Purposely exposing a sexual partner to HIV without disclosing a positive status is no longer a felony in California.
The Los Angeles Times reported that Governor Jerry Brown signed a bill Friday downgrading the crime to a misdemeanor. The bill also applies to people who give blood and fail to tell blood banks they’re HIV-positive.
State Sen. Scott Wiener [D-San Francisco] explained that the stiff penalty discouraged people from getting tested and stigmatized those living with the infection, according to CBS News.
Weiner called the previous law “extreme and discriminatory,” noting that since it did not address the risk of infection in criminalizing exposure, even individuals taking HIV medication were subject to prosecution.
“The most effective way to reduce HIV infections is to destigmatize HIV,” the state senator told CNN. “To make people comfortable talking about their infection, get tested, get into treatment.”
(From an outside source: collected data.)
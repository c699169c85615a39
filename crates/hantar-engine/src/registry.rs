// SPDX-FileCopyrightText: 2026 Hantar Contributors
// SPDX-License-Identifier: MIT OR Apache-2.0

//! Session registry: the single source of truth for which tenants are
//! connected, and through which device session.
//!
//! Invariant: at most one live session per tenant. The map insert happens
//! synchronously inside [`ensure_session`] -- the transport factory is a
//! non-async call -- so two concurrent connect requests for the same
//! tenant cannot both reach the factory.
//!
//! Reconnect policy: a terminal disconnect (logged out) removes the
//! session and stops. A transient disconnect removes the session and
//! schedules exactly one reconnect attempt after a fixed delay; a second
//! transient drop inside the delay window does not schedule another.
//!
//! [`ensure_session`]: SessionRegistry::ensure_session

use std::path::PathBuf;
use std::sync::Arc;
use std::time::Duration;

use dashmap::DashMap;
use dashmap::mapref::entry::Entry;
use tokio::sync::mpsc;
use tokio::task::JoinHandle;
use tracing::{debug, info, warn};

use hantar_core::types::{DeviceEvent, DeviceInfo, DisconnectReason, TenantId};
use hantar_core::{DeviceTransportFactory, HantarError, RecordStore};

use crate::device::DeviceSession;
use crate::persist::best_effort;
use crate::reconciler::Reconciler;

/// Live view of one tenant's session, for status and health reporting.
#[derive(Debug, Clone)]
pub struct SessionSnapshot {
    pub tenant_id: String,
    pub is_authenticated: bool,
    pub device_info: Option<DeviceInfo>,
    pub has_qr: bool,
}

pub struct SessionRegistry {
    inner: Arc<RegistryInner>,
}

struct RegistryInner {
    sessions: DashMap<String, Arc<DeviceSession>>,
    /// Pending one-shot reconnect timers, keyed by tenant.
    reconnects: DashMap<String, JoinHandle<()>>,
    factory: Arc<dyn DeviceTransportFactory>,
    store: Arc<dyn RecordStore>,
    reconciler: Reconciler,
    credentials_root: PathBuf,
    reconnect_delay: Duration,
}

impl SessionRegistry {
    pub fn new(
        factory: Arc<dyn DeviceTransportFactory>,
        store: Arc<dyn RecordStore>,
        credentials_root: PathBuf,
        reconnect_delay: Duration,
    ) -> Self {
        Self {
            inner: Arc::new(RegistryInner {
                sessions: DashMap::new(),
                reconnects: DashMap::new(),
                factory,
                reconciler: Reconciler::new(store.clone()),
                store,
                credentials_root,
                reconnect_delay,
            }),
        }
    }

    /// Return the tenant's live session, creating and connecting one if
    /// none exists. A call racing an in-flight connect returns the
    /// in-flight session rather than opening a duplicate connection.
    pub fn ensure_session(&self, tenant: &TenantId) -> Result<Arc<DeviceSession>, HantarError> {
        self.inner.clone().ensure_session(tenant)
    }

    /// Last-seen pairing code, if pairing is pending for this tenant.
    pub fn qr(&self, tenant: &TenantId) -> Option<String> {
        self.inner
            .sessions
            .get(&tenant.0)
            .and_then(|session| session.qr())
    }

    /// Live status for a tenant, or `None` if no session is registered.
    pub fn status(&self, tenant: &TenantId) -> Option<SessionSnapshot> {
        self.inner
            .sessions
            .get(&tenant.0)
            .map(|session| snapshot(&session))
    }

    /// Tenant's live session, only if it is authenticated. This is the
    /// precondition check for sends; it does not wait.
    pub fn authenticated_session(
        &self,
        tenant: &TenantId,
    ) -> Result<Arc<DeviceSession>, HantarError> {
        self.inner
            .sessions
            .get(&tenant.0)
            .filter(|session| session.is_authenticated())
            .map(|session| session.clone())
            .ok_or_else(|| HantarError::NotConnected {
                tenant: tenant.0.clone(),
            })
    }

    /// Log out the tenant's session, remove it, and delete the tenant's
    /// authentication material so the next connect starts a fresh pairing.
    pub async fn disconnect(&self, tenant: &TenantId) -> Result<(), HantarError> {
        self.inner.cancel_reconnect(tenant);

        let (_, session) =
            self.inner
                .sessions
                .remove(&tenant.0)
                .ok_or_else(|| HantarError::NotFound {
                    what: "session",
                    id: tenant.0.clone(),
                })?;

        if let Err(e) = session.logout().await {
            warn!(tenant = %tenant, error = %e, "logout failed during disconnect");
        }

        best_effort(
            "session flag",
            self.inner.store.set_session_connected(&tenant.0, false, None),
        )
        .await;

        let dir = self.inner.credentials_dir(tenant);
        match tokio::fs::remove_dir_all(&dir).await {
            Ok(()) => {}
            Err(e) if e.kind() == std::io::ErrorKind::NotFound => {}
            Err(e) => {
                warn!(tenant = %tenant, error = %e, "failed to delete credential directory");
            }
        }

        info!(tenant = %tenant, "session disconnected");
        Ok(())
    }

    /// Snapshot of all live sessions, for the health endpoint.
    pub fn snapshots(&self) -> Vec<SessionSnapshot> {
        self.inner
            .sessions
            .iter()
            .map(|entry| snapshot(entry.value()))
            .collect()
    }

    pub fn active_count(&self) -> usize {
        self.inner.sessions.len()
    }

    /// Best-effort shutdown drain: log out every live session and cancel
    /// pending reconnect timers. Individual failures are logged and do not
    /// block the remaining sessions.
    pub async fn drain(&self) {
        for entry in self.inner.reconnects.iter() {
            entry.value().abort();
        }
        self.inner.reconnects.clear();

        let sessions: Vec<Arc<DeviceSession>> = self
            .inner
            .sessions
            .iter()
            .map(|entry| entry.value().clone())
            .collect();
        self.inner.sessions.clear();

        info!(count = sessions.len(), "draining live sessions");
        for session in sessions {
            if let Err(e) = session.logout().await {
                warn!(tenant = %session.tenant(), error = %e, "session close failed during drain");
            }
        }
    }
}

fn snapshot(session: &Arc<DeviceSession>) -> SessionSnapshot {
    SessionSnapshot {
        tenant_id: session.tenant().0.clone(),
        is_authenticated: session.is_authenticated(),
        device_info: session.device_info(),
        has_qr: session.qr().is_some(),
    }
}

impl RegistryInner {
    fn credentials_dir(&self, tenant: &TenantId) -> PathBuf {
        self.credentials_root.join(&tenant.0)
    }

    fn cancel_reconnect(&self, tenant: &TenantId) {
        if let Some((_, handle)) = self.reconnects.remove(&tenant.0) {
            handle.abort();
            debug!(tenant = %tenant, "cancelled pending reconnect");
        }
    }

    fn ensure_session(
        self: Arc<Self>,
        tenant: &TenantId,
    ) -> Result<Arc<DeviceSession>, HantarError> {
        // An explicit connect supersedes any scheduled reconnect.
        self.cancel_reconnect(tenant);

        match self.sessions.entry(tenant.0.clone()) {
            Entry::Occupied(existing) => Ok(existing.get().clone()),
            Entry::Vacant(slot) => {
                let dir = self.credentials_dir(tenant);
                std::fs::create_dir_all(&dir).map_err(|e| HantarError::Transport {
                    message: format!("cannot create credential directory {}", dir.display()),
                    source: Some(Box::new(e)),
                })?;

                // Synchronous create + insert: no suspension point between
                // the vacancy check and the map write.
                let (transport, events) = self.factory.create(tenant, &dir);
                let session = Arc::new(DeviceSession::new(tenant.clone(), transport));
                slot.insert(session.clone());

                let pump_session = session.clone();
                let inner = self.clone();
                let pump_tenant = tenant.clone();
                tokio::spawn(async move {
                    inner.pump_events(pump_tenant, pump_session, events).await;
                });

                let connect_session = session.clone();
                let connect_tenant = tenant.clone();
                tokio::spawn(async move {
                    if let Err(e) = connect_session.connect().await {
                        warn!(tenant = %connect_tenant, error = %e, "connect failed");
                    }
                });

                info!(tenant = %tenant, "session created");
                Ok(session)
            }
        }
    }

    /// Consume the transport's event stream until it closes.
    async fn pump_events(
        self: Arc<Self>,
        tenant: TenantId,
        session: Arc<DeviceSession>,
        mut events: mpsc::Receiver<DeviceEvent>,
    ) {
        while let Some(event) = events.recv().await {
            match event {
                DeviceEvent::QrIssued { code } => {
                    debug!(tenant = %tenant, "pairing code issued");
                    session.set_qr(code);
                }
                DeviceEvent::ConnectionOpened { info } => {
                    info!(
                        tenant = %tenant,
                        device = info.device_name.as_deref().unwrap_or("unknown"),
                        "connection opened"
                    );
                    session.clear_qr();
                    best_effort(
                        "session flag",
                        self.store.set_session_connected(&tenant.0, true, Some(&info)),
                    )
                    .await;
                }
                DeviceEvent::ConnectionClosed { reason } => {
                    self.clone().handle_closed(&tenant, &session, reason).await;
                }
                DeviceEvent::Receipt {
                    message_id,
                    recipient,
                    status,
                } => {
                    self.reconciler.apply(&message_id, &recipient, status).await;
                }
                DeviceEvent::ContactsSynced { contacts } => {
                    match serde_json::to_string(&contacts) {
                        Ok(json) => {
                            best_effort(
                                "contact snapshot",
                                self.store.save_contacts(&tenant.0, &json),
                            )
                            .await;
                        }
                        Err(e) => {
                            warn!(tenant = %tenant, error = %e, "contact snapshot not serializable");
                        }
                    }
                }
            }
        }
        debug!(tenant = %tenant, "event stream closed");
    }

    async fn handle_closed(
        self: Arc<Self>,
        tenant: &TenantId,
        session: &Arc<DeviceSession>,
        reason: DisconnectReason,
    ) {
        warn!(tenant = %tenant, reason = %reason, "connection closed");

        // Evict and schedule before any await so a racing status query
        // never observes a dead session. Only evict the entry if it still
        // points at this session; a reconnect may already have replaced it.
        self.sessions
            .remove_if(&tenant.0, |_, current| Arc::ptr_eq(current, session));

        if reason.is_terminal() {
            info!(tenant = %tenant, "logged out, not reconnecting");
        } else {
            self.clone().schedule_reconnect(tenant);
        }

        best_effort(
            "session flag",
            self.store.set_session_connected(&tenant.0, false, None),
        )
        .await;
    }

    /// Schedule the single delayed reconnect attempt. A timer already
    /// pending for this tenant wins; we never double-schedule.
    fn schedule_reconnect(self: Arc<Self>, tenant: &TenantId) {
        match self.reconnects.entry(tenant.0.clone()) {
            Entry::Occupied(_) => {
                debug!(tenant = %tenant, "reconnect already scheduled");
            }
            Entry::Vacant(slot) => {
                let inner = self.clone();
                let tenant = tenant.clone();
                info!(tenant = %tenant, delay = ?inner.reconnect_delay, "scheduling reconnect");
                let delay = inner.reconnect_delay;
                slot.insert(tokio::spawn(async move {
                    tokio::time::sleep(delay).await;
                    inner.reconnects.remove(&tenant.0);
                    info!(tenant = %tenant, "attempting reconnect");
                    if let Err(e) = inner.clone().ensure_session(&tenant) {
                        warn!(tenant = %tenant, error = %e, "reconnect failed");
                    }
                }));
            }
        }
    }
}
Critics say the new bill would actually endanger more people. State Sen. Jeff Stone [R-Riverside County], a pharmacist, claimed that three out of four people on medication do not take it as prescribed.
“If you don’t take your AIDS medications and you allow for some virus to duplicate and show a presence, then you are able to transmit that disease to an unknowing partner,” Stone said in September.
The Times reported that HIV is the only communicable disease for which exposing someone is a felony. State Sen. Joel Anderson [R-Alpine], a critic of the latest bill, said there could be harsher penalties for knowingly spreading other infectious diseases.
“I’m of the mind that if you purposefully inflict another with a disease that alters their lifestyle the rest of their life, puts them on a regimen of medications to maintain any kind of normalcy, it should be a felony,” Anderson said on the Senate floor.
“It’s absolutely crazy to me that we should go light on this.”
The bill will take effect on January 1, 2018.